The GRE is made up of three different types of sections: a math, verbal, and an essay section. The essay section, which consists of two essays, comes first. Next, you will have five sections, two math, two verbal, and a mystery section, called the experimental section, which can either be math or verbal.
There’s plenty of more detailed information about each section below:
It’s on a computer? What is that like?
Basically, for those in the United States and Canada, the only option is the computer-based test. ETS provides a paper-based test only for those whose countries do not provide computer testing centers; ETS does not provide the paper-based test so students can have a choice between taking the test on the computer and doing the paper-based test.
To find out if your country offers the test on a computer: GRE Test Locator
For many, not being able to take the paper-based test is dispiriting because staring at a computer for four hours can be headache inducing. I won’t lie and tell you that focusing on a screen for that long can be draining. It is hard, but one way to acclimatize is by taking ETS’s PowerPrep test. Indeed any online resources, whether it be Magoosh or Manhattan GRE’s online practice tests, can help build your endurance for staring at a computer screen.

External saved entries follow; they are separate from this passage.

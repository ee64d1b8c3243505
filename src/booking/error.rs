use ulid::Ulid;

use crate::storage::StoreError;

/// Why a proposal was refused. Expected business outcome, not a fault.
#[derive(Debug, Clone, Copy, PartialEq, Eq)]
pub enum ConflictKind {
    DuplicateGuestUnit,
    GuestAlreadyBooked,
    UnitOccupied,
}

impl ConflictKind {
    /// Client-facing reason text.
    pub fn reason(&self) -> &'static str {
        match self {
            ConflictKind::DuplicateGuestUnit => {
                "The given guest name cannot book the same unit multiple times"
            }
            ConflictKind::GuestAlreadyBooked => {
                "The same guest cannot be in multiple units at the same time"
            }
            ConflictKind::UnitOccupied => "For the given check-in date, the unit is already occupied",
        }
    }

    pub fn label(&self) -> &'static str {
        match self {
            ConflictKind::DuplicateGuestUnit => "duplicate_guest_unit",
            ConflictKind::GuestAlreadyBooked => "guest_already_booked",
            ConflictKind::UnitOccupied => "unit_occupied",
        }
    }
}

#[derive(Debug)]
pub enum BookingError {
    InvalidInput(&'static str),
    Rejected(ConflictKind),
    /// Extension target does not exist.
    NotFound(Ulid),
    /// Extension target is not the tail of its chain.
    AlreadyExtended(Ulid),
    Store(StoreError),
}

impl BookingError {
    /// True for errors caused by the request rather than the service.
    pub fn is_client_error(&self) -> bool {
        !matches!(self, BookingError::Store(_))
    }

    pub fn label(&self) -> &'static str {
        match self {
            BookingError::InvalidInput(_) => "invalid_input",
            BookingError::Rejected(kind) => kind.label(),
            BookingError::NotFound(_) => "not_found",
            BookingError::AlreadyExtended(_) => "already_extended",
            BookingError::Store(_) => "internal",
        }
    }
}

impl std::fmt::Display for BookingError {
    fn fmt(&self, f: &mut std::fmt::Formatter<'_>) -> std::fmt::Result {
        match self {
            BookingError::InvalidInput(msg) => write!(f, "invalid input: {msg}"),
            BookingError::Rejected(kind) => f.write_str(kind.reason()),
            BookingError::NotFound(id) => write!(f, "booking not found: {id}"),
            BookingError::AlreadyExtended(id) => {
                write!(f, "booking {id} has already been extended; extend the latest booking in its chain")
            }
            BookingError::Store(e) => write!(f, "storage error: {e}"),
        }
    }
}

impl std::error::Error for BookingError {}

impl From<StoreError> for BookingError {
    fn from(e: StoreError) -> Self {
        match e {
            StoreError::NotFound(id) => BookingError::NotFound(id),
            StoreError::AlreadyLinked(id) => BookingError::AlreadyExtended(id),
            other => BookingError::Store(other),
        }
    }
}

For details on computer based vs. paper-based:
How much does the test cost?
The test is not as expensive as the GMAT. But at $205 with the possibility of a few extra fees, taking the GRE is by no means cheap. Remember to also factor in traveling costs, which, for some, can be more expensive than the actual test.
How do I sign up?
Signing up for the GRE is easy. Go to ETS’s Registration page and you can set up an appointment. Make sure that there are testing centers in your area/country. And to get a more choice spot—say 10:00 a.m.—book early.
What are the GRE subject tests?
Do you think that the GRE general test is…well, too general? Want to strut your stuff in your specialty? Well, if you are looking to study chemistry, physics, biology, biochemistry, psychology, mathematics, or literature, there is a special GRE subject test for you. The test does not replace the general test–there is basically no way getting out of the latter. And programs don’t always require the GRE subject tests–though they will accept subject test scores. If you think you know your stuff, take the relevant GRE subject test. Doing well will help you stand out from the crowd.
More information on each subject exam on ETS’s site here.
The tests are paper-based and are only given three times a year: in October, November, and April. One final thing: the subjects listed above are the only subjects that have exam. So if you are looking to get your Ph.D. in history, economics, comparative religion, etc. don’t go scrambling for your web browser. You won’t find any info on a subject-specific GRE test.